The historical prologue which details the faithfulness of the Suzerain Lord to his vassal is answered in Isaiah 2b-20 in a detailing of the history of the problem, a disclosure of the faithful goodness of the Suzerain in the face of the betrayal of the vassal. In caveman speak it’s, “YHWH good… Israel bad.” They have despised God, wallowed in their sin, resisted change no matter how much discipline YHWH has poured out upon them. At present they sit stubbornly in their sin amid the ruin that their wickedness has caused, yet determined to stay their sinful course. The Prophet appeals still to YHWH’s goodness as the only reason even one of them breaths, but they prefer empty religious show to repentance. They are like those who raise their hands in worship with the blood of their victims still dripping from their fingers, and God does not hear such prayers or receive such worship. He calls them to cleanse themselves and to change their ways. He calls them in 1:18 to reason with Him. RED-WHITE… if they obey their land will be healed, if they refuse to repent, YHWH promises they will be devoured by the sword.

The stipulations of the Mosaic covenant are answered in Isaiah 1:21-23 with an official list of the charges against Israel. They have abandoned righteousness, embraced murder, corrupted their government with theft and bribery, abandoning all justice for the easily victimized.

The curses and blessings of the Mosaic covenant are answered in Isaiah 1:24-31 with a combination of sentencing and punishment for the guilty and a promise of ultimate restoration for the nation. God will purge the nation of the wicked with judgment, and bring healing and justice through those who repent and turn to righteousness. He will consume the rebels and destroy all remnants of their pagan worship from the land.

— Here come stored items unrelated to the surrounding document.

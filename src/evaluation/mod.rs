//! Accuracy evaluation of motion estimates.

pub mod ground_truth;
pub mod reprojection;

pub use ground_truth::GroundTruth;
pub use reprojection::{reprojection_error, ReprojectionStats};
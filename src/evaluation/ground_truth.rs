//! Reference poses for accuracy comparison.

use std::path::Path;

use crate::error::Result;
use crate::geometry::SE3;
use crate::io::trajectory::read_poses;

/// Camera-to-world ground-truth poses, one per dataset frame.
#[derive(Debug, Clone)]
pub struct GroundTruth {
    poses: Vec<SE3>,
    /// Dataset index of run frame 0.
    offset: usize,
}

impl GroundTruth {
    pub fn new(poses: Vec<SE3>) -> Self {
        Self { poses, offset: 0 }
    }

    /// Load a KITTI-style pose file (12 or 16 values per line).
    pub fn load(path: &Path) -> Result<Self> {
        Ok(Self::new(read_poses(path)?))
    }

    pub fn with_offset(mut self, offset: usize) -> Self {
        self.offset = offset;
        self
    }

    pub fn len(&self) -> usize {
        self.poses.len()
    }

    pub fn is_empty(&self) -> bool {
        self.poses.is_empty()
    }

    /// Previous-to-current motion into run frame `frame` (`frame >= 1`).
    pub fn relative_motion(&self, frame: usize) -> Option<SE3> {
        let curr_idx = self.offset + frame;
        let prev = self.poses.get(curr_idx.checked_sub(1)?)?;
        let curr = self.poses.get(curr_idx)?;
        Some(curr.inverse().compose(prev))
    }
}
//! Sliding-window refinement: keeps the window, runs the solver, serves poses.

use tracing::debug;

use super::window::{Window, WindowFrame, WindowSnapshot};
use super::window_ba::WindowBundleAdjuster;
use crate::egomotion::{Correspondence, TrackId};
use crate::error::{Result, VoError};
use crate::frame::CameraModel;
use crate::geometry::SE3;

/// Joint refinement of the poses in a window.
pub trait WindowSolver {
    /// One camera-to-previous transform per snapshot frame. The first entry is
    /// the anchor's direct motion, returned unchanged.
    fn solve(&self, window: &WindowSnapshot, camera: &CameraModel) -> Result<Vec<SE3>>;
}

impl<S: WindowSolver + ?Sized> WindowSolver for Box<S> {
    fn solve(&self, window: &WindowSnapshot, camera: &CameraModel) -> Result<Vec<SE3>> {
        (**self).solve(window, camera)
    }
}

pub struct SlidingWindowRefiner<I, S = WindowBundleAdjuster> {
    window: Window<I>,
    solver: S,
    camera: CameraModel,
    /// Result of the last `refine`, cleared whenever the window changes.
    refined: Option<Vec<SE3>>,
}

impl<I> SlidingWindowRefiner<I, WindowBundleAdjuster> {
    pub fn new(capacity: usize, camera: CameraModel) -> Self {
        Self::with_solver(capacity, camera, WindowBundleAdjuster::default())
    }
}

impl<I, S: WindowSolver> SlidingWindowRefiner<I, S> {
    pub fn with_solver(capacity: usize, camera: CameraModel, solver: S) -> Self {
        Self {
            window: Window::new(capacity),
            solver,
            camera,
            refined: None,
        }
    }

    pub fn window(&self) -> &Window<I> {
        &self.window
    }

    pub fn len(&self) -> usize {
        self.window.len()
    }

    pub fn is_empty(&self) -> bool {
        self.window.is_empty()
    }

    /// `motion` is the direct camera-to-previous estimate of the new frame.
    pub fn push(
        &mut self,
        frame_index: usize,
        images: I,
        motion: SE3,
        correspondences: &[Correspondence],
    ) -> Option<WindowFrame<I>> {
        self.refined = None;
        let evicted = self.window.push(frame_index, images, motion, correspondences);
        if let Some(frame) = &evicted {
            debug!(
                evicted = frame.frame_index,
                tracks = self.window.num_tracks(),
                "window full, dropped oldest frame"
            );
        }
        evicted
    }

    pub fn is_ready(&self) -> bool {
        self.window.is_full()
    }

    pub fn refine(&mut self) -> Result<Vec<SE3>> {
        if !self.is_ready() {
            return Err(VoError::NotReady {
                len: self.window.len(),
                capacity: self.window.capacity(),
            });
        }
        let snapshot = self.window.snapshot();
        let poses = self.solver.solve(&snapshot, &self.camera)?;
        if poses.len() != snapshot.frames.len() {
            return Err(VoError::RefinementFailure {
                reason: format!(
                    "solver returned {} poses for {} frames",
                    poses.len(),
                    snapshot.frames.len()
                ),
            });
        }
        self.refined = Some(poses.clone());
        Ok(poses)
    }

    /// Refined camera-to-previous transform of window slot `index`.
    pub fn camera_pose(&self, index: usize) -> Result<SE3> {
        let poses = self.refined.as_ref().ok_or(VoError::NotRefinedYet)?;
        poses.get(index).copied().ok_or(VoError::IndexOutOfWindow {
            index,
            len: poses.len(),
        })
    }

    /// Refined pose of the newest frame.
    pub fn latest_pose(&self) -> Result<SE3> {
        self.camera_pose(self.window.len().saturating_sub(1))
    }

    pub fn remove_track(&mut self, id: TrackId) {
        if self.window.remove_track(id).is_some() {
            self.refined = None;
        }
    }

    pub fn clear_tracks(&mut self) {
        self.window.clear_tracks();
        self.refined = None;
    }

    pub fn reset(&mut self) {
        self.window.clear();
        self.refined = None;
    }

    pub fn snapshot(&self) -> WindowSnapshot {
        self.window.snapshot()
    }
}

#[cfg(test)]
mod tests {
    use super::*;
    use crate::sim::{SceneConfig, SyntheticScene};
    use std::cell::Cell;

    /// Returns the direct motions, counting calls.
    struct PassThrough {
        calls: Cell<usize>,
    }

    impl WindowSolver for PassThrough {
        fn solve(&self, window: &WindowSnapshot, _camera: &CameraModel) -> Result<Vec<SE3>> {
            self.calls.set(self.calls.get() + 1);
            Ok(window.frames.iter().map(|f| f.motion).collect())
        }
    }

    struct Failing;

    impl WindowSolver for Failing {
        fn solve(&self, _window: &WindowSnapshot, _camera: &CameraModel) -> Result<Vec<SE3>> {
            Err(VoError::RefinementFailure {
                reason: "scripted".to_string(),
            })
        }
    }

    fn pass_through(capacity: usize) -> SlidingWindowRefiner<(), PassThrough> {
        SlidingWindowRefiner::with_solver(
            capacity,
            CameraModel::kitti(),
            PassThrough { calls: Cell::new(0) },
        )
    }

    #[test]
    fn test_not_ready_until_full() {
        let mut refiner = pass_through(3);
        refiner.push(0, (), SE3::identity(), &[]);
        refiner.push(1, (), SE3::identity(), &[]);
        assert!(!refiner.is_ready());
        assert!(matches!(
            refiner.refine(),
            Err(VoError::NotReady { len: 2, capacity: 3 })
        ));
        refiner.push(2, (), SE3::identity(), &[]);
        assert!(refiner.is_ready());
        assert_eq!(refiner.refine().unwrap().len(), 3);
    }

    #[test]
    fn test_pose_access_follows_window_changes() {
        let mut refiner = pass_through(2);
        assert!(matches!(refiner.camera_pose(0), Err(VoError::NotRefinedYet)));

        refiner.push(0, (), SE3::identity(), &[]);
        refiner.push(1, (), SE3::identity(), &[]);
        refiner.refine().unwrap();
        assert!(refiner.camera_pose(1).is_ok());
        assert!(matches!(
            refiner.camera_pose(2),
            Err(VoError::IndexOutOfWindow { index: 2, len: 2 })
        ));

        refiner.push(2, (), SE3::identity(), &[]);
        assert!(matches!(refiner.camera_pose(1), Err(VoError::NotRefinedYet)));

        refiner.refine().unwrap();
        refiner.reset();
        assert!(refiner.is_empty());
        assert!(matches!(refiner.latest_pose(), Err(VoError::NotRefinedYet)));
    }

    #[test]
    fn test_solver_failure_is_reported() {
        let mut refiner: SlidingWindowRefiner<(), Failing> =
            SlidingWindowRefiner::with_solver(2, CameraModel::kitti(), Failing);
        refiner.push(0, (), SE3::identity(), &[]);
        refiner.push(1, (), SE3::identity(), &[]);
        assert!(matches!(
            refiner.refine(),
            Err(VoError::RefinementFailure { .. })
        ));
        assert!(matches!(refiner.camera_pose(0), Err(VoError::NotRefinedYet)));
    }

    #[test]
    fn test_refine_is_idempotent() {
        let scene = SyntheticScene::new(SceneConfig {
            num_landmarks: 60,
            pixel_noise: 0.4,
            ..SceneConfig::default()
        });
        let mut refiner: SlidingWindowRefiner<usize> = SlidingWindowRefiner::new(4, scene.camera());
        refiner.push(0, 0, SE3::identity(), &[]);
        for frame in 1..4 {
            let motion = scene.observed_motion(frame).unwrap();
            refiner.push(frame, frame, motion.relative.inverse(), &motion.inliers);
        }
        let first = refiner.refine().unwrap();
        let second = refiner.refine().unwrap();
        assert_eq!(first, second);
        assert_eq!(refiner.camera_pose(3).unwrap(), first[3]);
    }
}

So, in the midst of a Lawsuit oracle, while the prophet is still detailing the history of the Graciousness of the Suzerain and the perpetual corruption of the vassal, which of the six interpretations do you expect to discover?

As for me, #1 seems impossible. #2 seems unlikely. #5 seems a tad obscure. #3 #4 both seem quite possible, with #6 proving the easiest to swallow for those committed to the simplest explanation of the grammar and the BAD to GOOD imagery for RED to WHITE.

More importantly, the process of evaluation and discovery proves most valuable of all, whichever you choose.